The dog ate our doorbell

Exciting news. We have a new doorbell.
The old one was rather temperamental. Sometimes it worked and sometimes it didn’t. All the efforts of generations of electricians failed to figure out what was wrong. In the end, it died.
And no, the dog didn’t really eat it, though she would have happily done so if she could jump that high. But the doorbell’s demise was the cause of great disappointment for Poppy, who would let out an earth-shattering cannonade of barking every time it rang. It was worse still when she was sitting beside me. Every time she burst forth, I recoiled with the shock, so much so that I considered buying one of those portable defibrillators in case my heart finally gave out. Not that it would have been much use to me, and I doubt if the dog could operate it. So it would have been down to my wife, who fortunately has experience with such machines.
Poppy died a couple of years ago, but we did nothing about the doorbell. So what if visitors had to bang the door, and Amazon delivery drivers had to leave their stuff in the “designated place”? And so what if we didn’t even have a door-knocker?
That said, the new doorbell is a source of great delight to our two-year-old grandson. He’s a bells-and-whistles kind of guy. Anything that can be pressed that produces a tangible result, such as a light switch or one of those ghastly toys that triggers an audio recording on pressing a button, and he’s up for it. So now, when he comes to visit, he insists on pressing the bell at least three times before entering the house. So easy to please. No doubt it won’t be long before he’s learning to code.
As for us, now that we’ve re-joined the 20th century with this exciting piece of technology, what’s next? The internet of things, perhaps. Maybe we’ll acquire one of those video cameras with which you can see who’s approaching your front door while you’re lounging on a beach somewhere. Even better if it has a built-in taser that you can activate to repel invaders.

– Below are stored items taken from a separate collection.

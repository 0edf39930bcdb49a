use std::fs::File;
use std::io::{BufWriter, Write};
use std::path::Path;

use sha2::{Digest, Sha256};

use crate::models::error::RecordError;

/// Durably appends raw sample bytes and one timestamp record per
/// packet to two parallel files.
///
/// The audio sink is a headerless little-endian PCM stream, written
/// unbuffered so every successful append is on its way to disk. The
/// timestamp sink is UTF-8 text, one decimal integer per line in
/// packet order, buffered and flushed on finish. The audio checksum is
/// accumulated as bytes land, so `finish` never re-reads the sink.
#[derive(Debug)]
pub struct RecordingWriter {
    audio: File,
    timestamps: BufWriter<File>,
    hasher: Sha256,
    packets_written: u64,
    bytes_written: u64,
}

impl RecordingWriter {
    /// Open both sinks. The target directory must already exist; the
    /// writer never creates directories.
    pub fn create(audio_path: &Path, timestamp_path: &Path) -> Result<Self, RecordError> {
        let audio = File::create(audio_path).map_err(|e| {
            RecordError::Storage(format!("failed to create {}: {e}", audio_path.display()))
        })?;
        let timestamps = File::create(timestamp_path).map_err(|e| {
            RecordError::Storage(format!("failed to create {}: {e}", timestamp_path.display()))
        })?;

        Ok(Self {
            audio,
            timestamps: BufWriter::new(timestamps),
            hasher: Sha256::new(),
            packets_written: 0,
            bytes_written: 0,
        })
    }

    /// Append one complete packet and its timestamp record.
    ///
    /// The sample bytes land first; a packet that fails mid-append
    /// never produces a timestamp line.
    pub fn append_packet(&mut self, samples: &[u8], timestamp_micros: i64) -> Result<(), RecordError> {
        self.audio
            .write_all(samples)
            .map_err(|e| RecordError::Storage(format!("audio sink write failed: {e}")))?;
        self.hasher.update(samples);
        writeln!(self.timestamps, "{timestamp_micros}")
            .map_err(|e| RecordError::Storage(format!("timestamp sink write failed: {e}")))?;

        self.packets_written += 1;
        self.bytes_written += samples.len() as u64;
        Ok(())
    }

    pub fn packets_written(&self) -> u64 {
        self.packets_written
    }

    pub fn bytes_written(&self) -> u64 {
        self.bytes_written
    }

    /// Flush both sinks and return the SHA-256 hex digest of the
    /// appended audio bytes.
    pub fn finish(mut self) -> Result<String, RecordError> {
        self.timestamps
            .flush()
            .map_err(|e| RecordError::Storage(format!("timestamp sink flush failed: {e}")))?;
        self.audio
            .sync_all()
            .map_err(|e| RecordError::Storage(format!("audio sink sync failed: {e}")))?;
        let digest = self.hasher.finalize();
        Ok(digest.iter().map(|b| format!("{b:02x}")).collect())
    }
}

#[cfg(test)]
mod tests {
    use super::*;
    use std::fs;
    use std::path::PathBuf;

    fn temp_paths(name: &str) -> (PathBuf, PathBuf) {
        let dir = std::env::temp_dir();
        (
            dir.join(format!("pcm_record_test_{name}.pcm")),
            dir.join(format!("pcm_record_test_{name}.ts")),
        )
    }

    #[test]
    fn appends_audio_and_timestamp_lines_in_order() {
        let (audio_path, ts_path) = temp_paths("append");
        let mut writer = RecordingWriter::create(&audio_path, &ts_path).unwrap();

        writer.append_packet(&[0x01; 320], 1_700_000_000_000).unwrap();
        writer.append_packet(&[0x02; 320], 1_700_000_000_010).unwrap();
        writer.append_packet(&[0x03; 320], 1_700_000_000_020).unwrap();

        assert_eq!(writer.packets_written(), 3);
        assert_eq!(writer.bytes_written(), 960);

        let checksum = writer.finish().unwrap();
        assert_eq!(checksum.len(), 64);

        let audio = fs::read(&audio_path).unwrap();
        assert_eq!(audio.len(), 960);
        assert_eq!(&audio[..320], &[0x01; 320][..]);

        let lines: Vec<i64> = fs::read_to_string(&ts_path)
            .unwrap()
            .lines()
            .map(|l| l.parse().unwrap())
            .collect();
        assert_eq!(
            lines,
            vec![1_700_000_000_000, 1_700_000_000_010, 1_700_000_000_020]
        );

        fs::remove_file(&audio_path).ok();
        fs::remove_file(&ts_path).ok();
    }

    #[test]
    fn line_count_matches_packet_count() {
        let (audio_path, ts_path) = temp_paths("line_count");
        let mut writer = RecordingWriter::create(&audio_path, &ts_path).unwrap();

        for i in 0..7 {
            writer.append_packet(&[i as u8; 64], i64::from(i)).unwrap();
        }
        writer.finish().unwrap();

        let lines = fs::read_to_string(&ts_path).unwrap().lines().count();
        assert_eq!(lines, 7);

        fs::remove_file(&audio_path).ok();
        fs::remove_file(&ts_path).ok();
    }

    #[test]
    fn create_fails_in_missing_directory() {
        let dir = std::env::temp_dir().join("pcm_record_test_no_such_dir");
        let err = RecordingWriter::create(&dir.join("a.pcm"), &dir.join("a.ts")).unwrap_err();
        assert!(matches!(err, RecordError::Storage(_)));
    }

    #[test]
    fn checksum_matches_the_file_content() {
        let (audio_path, ts_path) = temp_paths("checksum_content");
        let mut writer = RecordingWriter::create(&audio_path, &ts_path).unwrap();
        writer.append_packet(&[0x10; 320], 1).unwrap();
        writer.append_packet(&[0x20; 320], 2).unwrap();
        let checksum = writer.finish().unwrap();

        let digest = Sha256::digest(fs::read(&audio_path).unwrap());
        let expected: String = digest.iter().map(|b| format!("{b:02x}")).collect();
        assert_eq!(checksum, expected);

        fs::remove_file(&audio_path).ok();
        fs::remove_file(&ts_path).ok();
    }

    #[test]
    fn checksum_is_deterministic_for_same_bytes() {
        let (a1, t1) = temp_paths("checksum_a");
        let (a2, t2) = temp_paths("checksum_b");

        let mut w1 = RecordingWriter::create(&a1, &t1).unwrap();
        w1.append_packet(&[0x5A; 128], 1).unwrap();
        let c1 = w1.finish().unwrap();

        let mut w2 = RecordingWriter::create(&a2, &t2).unwrap();
        w2.append_packet(&[0x5A; 128], 2).unwrap();
        let c2 = w2.finish().unwrap();

        // Same audio bytes, different timestamps: audio checksums match.
        assert_eq!(c1, c2);

        for p in [a1, t1, a2, t2] {
            fs::remove_file(p).ok();
        }
    }
}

Until then, we cluck with delight at every sound of the doorbell, because we know that someone’s waiting at the door to deliver good things. Or, at the very least, to welcome us into the arms of Jesus.
Such simple pleasures are the stuff of life these days, as social pressure and the near indecipherable instructions of government keep me mainly confined to quarters. Would I rather be out and about, busy calculating the risk of exposure to COVID based on Japanese models, worked out by supercomputers, of the likely spread of the virus through aerosol transmission, with and without masks, as I step into a shop or sit down in a socially distanced restaurant table? I think not.
I do miss shopping in supermarkets (my wife has taken on that onerous and dangerous burden), because therein is another simple pleasure to be had. Not so much people-watching, because half the fun of that activity is observing the faces of fellow shoppers, which are now only partly visible.
More, basket watching. I find it fascinating observing other people’s shopping when I’m in the checkout line. I try and work out from the products in their basket whether the person is single or has a partner. Whether they have kids. Whether the kind of food they buy is for them, based on their physical shape and apparent level of fitness, or for someone else.
I delight in asking myself how on earth could anyone buy frozen this, hydrogenated that and processed something else. Every basket tells a tale. Perhaps of prissiness, fad obsession and perhaps even a dangerous love of alcohol.
I can feel quietly superior, though I would never admit this to anyone except you. I can also be unaware – because I don’t care – of the impression my shopping basket gives to others. It’s probably a bad one, because I usually buy the stuff that’s not good for me, despite the disapproval that greets my purchases when I get home. This is how pork pies creep into our lives.
Meanwhile, outside the little window on the world that lives in my laptop, sound and fury rages. Hysteria, hatred. Bald men fighting over combs. Governments failing, politicians melting down, people suffering.
The other day, I went for a check-up at my local clinic. Everything OK? came the question. As much as can be expected, I answer. How’s your mental health? That was a new one, presumably because of COVID. Fine, I said, in a confident voice. I expected to be asked about the state of my waterworks, which is a common question put to men of my age, to which I would have answered: as well as can be expected. Perhaps mental health these days is deemed to be more important than the state of a person’s prostate.
Anyway, all seemed well, though I was a bit surprised that a routine blood test was scheduled to take place after the check-up rather then before. I made that point. It seems that this is because of COVID, like everything else, I guess. Can’t think why though.
Why this conversation about doorbells, shopping baskets and the state of one’s prostate? Because the real meaning of “take back control” is not being frustrated by all the fires that rage around us and nurturing an illusion that we, or our politicians, can do something about them. It’s actually all about finding ways not to be swept away by tides of negative emotion.
And taking pleasure in small things. All good? Good.